数学者を感動させた大学生の「鮮やかすぎる証明」はこうして生まれた

当たり前の事実を納得するために
瀬山 士郎 プロフィール

補助線には複雑なものもあるが(そのような補助線はいわば鑑賞用で、自ら発見することは難しいです)、もう少し単純なものでも、引かれてみると「なるほど」と感心するものも多い。

たとえば、ユークリッドの『原論』では、「三角形の外角はその内対角のいずれよりも大きい」ことを平行線の公理を使わずに証明している(図2)。ユークリッドは、「直線外の点を通る平行線はただ一本ある」とする平行線の公理を使うことを、極力避けていたようだ。その姿勢がこの証明に現れている。証明のポイントは補助線である。
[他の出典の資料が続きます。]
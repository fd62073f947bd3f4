use axum::{
    Json,
    extract::{Path, Query, State},
    http::StatusCode,
};
use chrono::Utc;
use serde::Deserialize;
use std::collections::HashSet;
use uuid::Uuid;

use crate::{
    AppState,
    auth::AuthUser,
    eligibility,
    error::AppError,
    models::{
        CatalogProduct, EligibilityReport, Order, OrderDetails, PlaceOrderRequest, Profile,
        Role, UserDashboard,
    },
    repository::{OrderFilter, ProductFilter},
};

/// CatalogQuery
///
/// Customer-facing catalog filters. Only active, in-stock products are ever listed.
#[derive(Debug, Deserialize, utoipa::IntoParams)]
#[into_params(parameter_in = Query)]
pub struct CatalogQuery {
    pub search: Option<String>,
    /// "all" or omitted for every category.
    pub category: Option<String>,
}

fn orderable(search: Option<String>, category: Option<String>) -> ProductFilter {
    ProductFilter {
        category,
        active: Some(true),
        in_stock: Some(true),
        low_stock: None,
        search,
    }
}

async fn load_profile(state: &AppState, user: &AuthUser) -> Result<Profile, AppError> {
    state
        .repo
        .get_profile(user.id)
        .await?
        .ok_or(AppError::Unauthorized)
}

async fn my_orders(state: &AppState, user: &AuthUser) -> Result<Vec<OrderDetails>, AppError> {
    state
        .repo
        .list_orders(OrderFilter {
            status: None,
            user_id: Some(user.id),
        })
        .await
}

/// get_user_dashboard
///
/// [User Route] Profile, order gate, order history and the orderable catalog in one call.
#[utoipa::path(
    get,
    path = "/user/dashboard",
    responses((status = 200, description = "User dashboard", body = UserDashboard))
)]
pub async fn get_user_dashboard(
    user: AuthUser,
    State(state): State<AppState>,
) -> Result<Json<UserDashboard>, AppError> {
    user.require_any(&[Role::User])?;

    let profile = load_profile(&state, &user).await?;
    let orders = my_orders(&state, &user).await?;
    let products = state.repo.list_products(orderable(None, None)).await?;
    let eligibility = eligibility::report(&profile, orders.len() as i64, Utc::now());

    Ok(Json(UserDashboard {
        profile,
        eligibility,
        orders,
        products,
    }))
}

/// get_eligibility
///
/// [User Route] Whether the caller can order right now, and how many orders remain.
#[utoipa::path(
    get,
    path = "/user/eligibility",
    responses((status = 200, description = "Order gate", body = EligibilityReport))
)]
pub async fn get_eligibility(
    user: AuthUser,
    State(state): State<AppState>,
) -> Result<Json<EligibilityReport>, AppError> {
    user.require_any(&[Role::User])?;

    let profile = load_profile(&state, &user).await?;
    let placed = state.repo.count_orders_for_user(user.id).await?;
    Ok(Json(eligibility::report(&profile, placed, Utc::now())))
}

/// get_catalog
///
/// [User Route] Orderable products, each flagged when the caller already ordered it.
#[utoipa::path(
    get,
    path = "/user/products",
    params(CatalogQuery),
    responses((status = 200, description = "Catalog", body = [CatalogProduct]))
)]
pub async fn get_catalog(
    user: AuthUser,
    State(state): State<AppState>,
    Query(query): Query<CatalogQuery>,
) -> Result<Json<Vec<CatalogProduct>>, AppError> {
    user.require_any(&[Role::User])?;

    let products = state
        .repo
        .list_products(orderable(query.search, query.category))
        .await?;
    let ordered: HashSet<Uuid> = my_orders(&state, &user)
        .await?
        .into_iter()
        .map(|order| order.product_id)
        .collect();

    Ok(Json(
        products
            .into_iter()
            .map(|product| CatalogProduct {
                already_ordered: ordered.contains(&product.id),
                product,
            })
            .collect(),
    ))
}

/// get_my_orders
///
/// [User Route] The caller's orders, newest first.
#[utoipa::path(
    get,
    path = "/user/orders",
    responses((status = 200, description = "My orders", body = [OrderDetails]))
)]
pub async fn get_my_orders(
    user: AuthUser,
    State(state): State<AppState>,
) -> Result<Json<Vec<OrderDetails>>, AppError> {
    user.require_any(&[Role::User])?;
    Ok(Json(my_orders(&state, &user).await?))
}

/// place_order
///
/// [User Route] Orders one unit of a product. Eligibility, the stock decrement and the
/// insert happen in a single repository transaction, so the limit holds even for
/// clients that skip the dashboard.
#[utoipa::path(
    post,
    path = "/user/orders",
    request_body = PlaceOrderRequest,
    responses(
        (status = 201, description = "Order placed", body = Order),
        (status = 404, description = "Product missing or inactive"),
        (status = 409, description = "Limit reached, window closed, or out of stock"),
        (status = 503, description = "Maintenance mode")
    )
)]
pub async fn place_order(
    user: AuthUser,
    State(state): State<AppState>,
    Json(payload): Json<PlaceOrderRequest>,
) -> Result<(StatusCode, Json<Order>), AppError> {
    user.require_any(&[Role::User])?;

    if state.repo.get_settings().await?.maintenance_mode {
        return Err(AppError::Maintenance);
    }

    let order = state
        .repo
        .place_order(user.id, payload.product_id, Utc::now())
        .await?;

    Ok((StatusCode::CREATED, Json(order)))
}

/// cancel_order
///
/// [User Route] Cancels one of the caller's pending orders and returns the unit to stock.
#[utoipa::path(
    post,
    path = "/user/orders/{id}/cancel",
    params(("id" = Uuid, Path, description = "Order ID")),
    responses(
        (status = 200, description = "Cancelled", body = Order),
        (status = 404, description = "Not found or not yours"),
        (status = 409, description = "Order is no longer pending")
    )
)]
pub async fn cancel_order(
    user: AuthUser,
    State(state): State<AppState>,
    Path(id): Path<Uuid>,
) -> Result<Json<Order>, AppError> {
    user.require_any(&[Role::User])?;
    Ok(Json(state.repo.cancel_order(id, user.id).await?))
}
その補助線は、三角形の中線を2倍に伸ばした点を取り、頂点と結ぶものである(図3)。じつはこの補助線には、外角の頂点Cを通る辺ABの平行線を引いたのと同じ効果がある。

この補助線を使えば、三角形の内角和が180度であることを使わずに、外角が内対角より大きいことが証明できる(読者各自、証明を試みてください)。

この証明は、言われてみればすぐに納得できるだろうが、補助線の発見は初学者にとってはそれなりに難しいと思う。